From Publishers Weekly
Compton's bleakly authentic debut procedural set in Minneapolis features Sheriff's Det. Sarah Pribek, who specializes in missing-person cases. Sarah's partner and mentor on the force, Genevieve Brown, retreats to near-catatonia after her daughter is raped and murdered. Compounding this tragedy is the escape of perpetrator Royce Stewart, aka Shorty, who slips the clutch of justice on a technicality. Sarah's husband of two months, Mike Shiloh, a detective with the Minneapolis Police Department, is scheduled to leave on a four-month training stint with the FBI. When Shiloh turns up missing, Sarah finds herself investigating the disappearance of her own husband.
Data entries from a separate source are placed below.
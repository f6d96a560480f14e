//! Wikipedia lookup via the MediaWiki action API

use async_trait::async_trait;
use reqwest::Client;
use serde_json::Value;
use tracing::debug;
use url::Url;
use crate::Result;
use crate::config::ToolsConfig;
use crate::error::Error;
use super::{Tool, USER_AGENT};

const NO_RESULT: &str = "No good Wikipedia Search Result was found";

/// Searches page titles, then returns the intro extract of the top hits.
pub struct WikipediaTool {
    client: Client,
    base_url: String,
    top_k: usize,
    max_chars: usize,
}

impl WikipediaTool {
    pub fn new(config: &ToolsConfig) -> Self {
        Self {
            client: Client::new(),
            base_url: config.wikipedia_base(),
            top_k: config.top_k_results.max(1),
            max_chars: config.doc_content_chars_max,
        }
    }

    fn api_url(&self, params: &[(&str, &str)]) -> Result<Url> {
        let endpoint = format!("{}/w/api.php", self.base_url.trim_end_matches('/'));
        Url::parse_with_params(&endpoint, params)
            .map_err(|e| Error::Tool(format!("Invalid Wikipedia URL: {}", e)))
    }

    async fn get_json(&self, url: Url) -> Result<Value> {
        let response = self.client.get(url)
            .header("User-Agent", USER_AGENT)
            .send()
            .await?;

        let status = response.status();
        if !status.is_success() {
            return Err(Error::Tool(format!("Wikipedia returned HTTP {}", status)));
        }
        Ok(response.json().await?)
    }

    async fn search_titles(&self, query: &str) -> Result<Vec<String>> {
        let limit = self.top_k.to_string();
        let url = self.api_url(&[
            ("action", "query"),
            ("list", "search"),
            ("srsearch", query),
            ("srlimit", &limit),
            ("format", "json"),
            ("utf8", "1"),
        ])?;

        let body = self.get_json(url).await?;
        let titles = body["query"]["search"]
            .as_array()
            .map(|hits| {
                hits.iter()
                    .filter_map(|hit| hit["title"].as_str().map(str::to_string))
                    .take(self.top_k)
                    .collect()
            })
            .unwrap_or_default();
        Ok(titles)
    }

    async fn page_summary(&self, title: &str) -> Result<Option<String>> {
        let url = self.api_url(&[
            ("action", "query"),
            ("prop", "extracts"),
            ("exintro", "1"),
            ("explaintext", "1"),
            ("redirects", "1"),
            ("format", "json"),
            ("titles", title),
        ])?;

        let body = self.get_json(url).await?;
        let extract = body["query"]["pages"]
            .as_object()
            .and_then(|pages| pages.values().next())
            .and_then(|page| page["extract"].as_str())
            .map(|s| s.trim().to_string())
            .filter(|s| !s.is_empty());
        Ok(extract)
    }
}

#[async_trait]
impl Tool for WikipediaTool {
    fn name(&self) -> &str { "wikipedia" }

    fn description(&self) -> &str {
        "A wrapper around Wikipedia. Useful for when you need to answer general questions about \
         people, places, companies, facts, historical events, or other subjects. \
         Input should be a search query."
    }

    fn max_chars(&self) -> usize { self.max_chars }

    async fn lookup(&self, query: &str) -> Result<String> {
        let query = query.trim();
        if query.is_empty() {
            return Ok(NO_RESULT.to_string());
        }

        let titles = self.search_titles(query).await?;
        debug!("Wikipedia search for {:?} matched {} titles", query, titles.len());

        let mut summaries = Vec::with_capacity(titles.len());
        for title in &titles {
            // A page that fails to load is skipped, the others still count
            match self.page_summary(title).await {
                Ok(Some(summary)) => summaries.push(format!("Page: {}\nSummary: {}", title, summary)),
                Ok(None) => {}
                Err(e) => debug!("Skipping Wikipedia page {:?}: {}", title, e),
            }
        }

        if summaries.is_empty() {
            Ok(NO_RESULT.to_string())
        } else {
            Ok(summaries.join("\n\n"))
        }
    }
}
Because there are no clues in the present, she sets out on a long and twisted journey into her husband's murky past. Compton tells her story slowly and deliberately, allowing the reader to discover Sarah's secrets as well as Shiloh's, revealing both as complicated, unpredictable characters with dark former lives. Interviews with Shiloh's disaffected family in Utah turn up a sister, Sinclair, who is a deaf poet and university instructor. Even though Shiloh had never mentioned her existence, she proves pivotal to the story and provides vital background clues that point Sarah back home to Minneapolis. There, Genevieve rouses herself and joins Sarah in the Shiloh investigation, which veers in an unexpected direction and leads the two of them to a confrontation with the evil Shorty. Readers looking for perky heroines with sassy girlfriends and humorous man problems would best be advised to seek their mysteries elsewhere. Compton's world is complicated, shadowy and violent, with little cheer and only the barest traces of hope and resolution. Look for Sarah to appear in a sequel, but don't expect it to be easy for anyone. This is first-class, serious crime fiction.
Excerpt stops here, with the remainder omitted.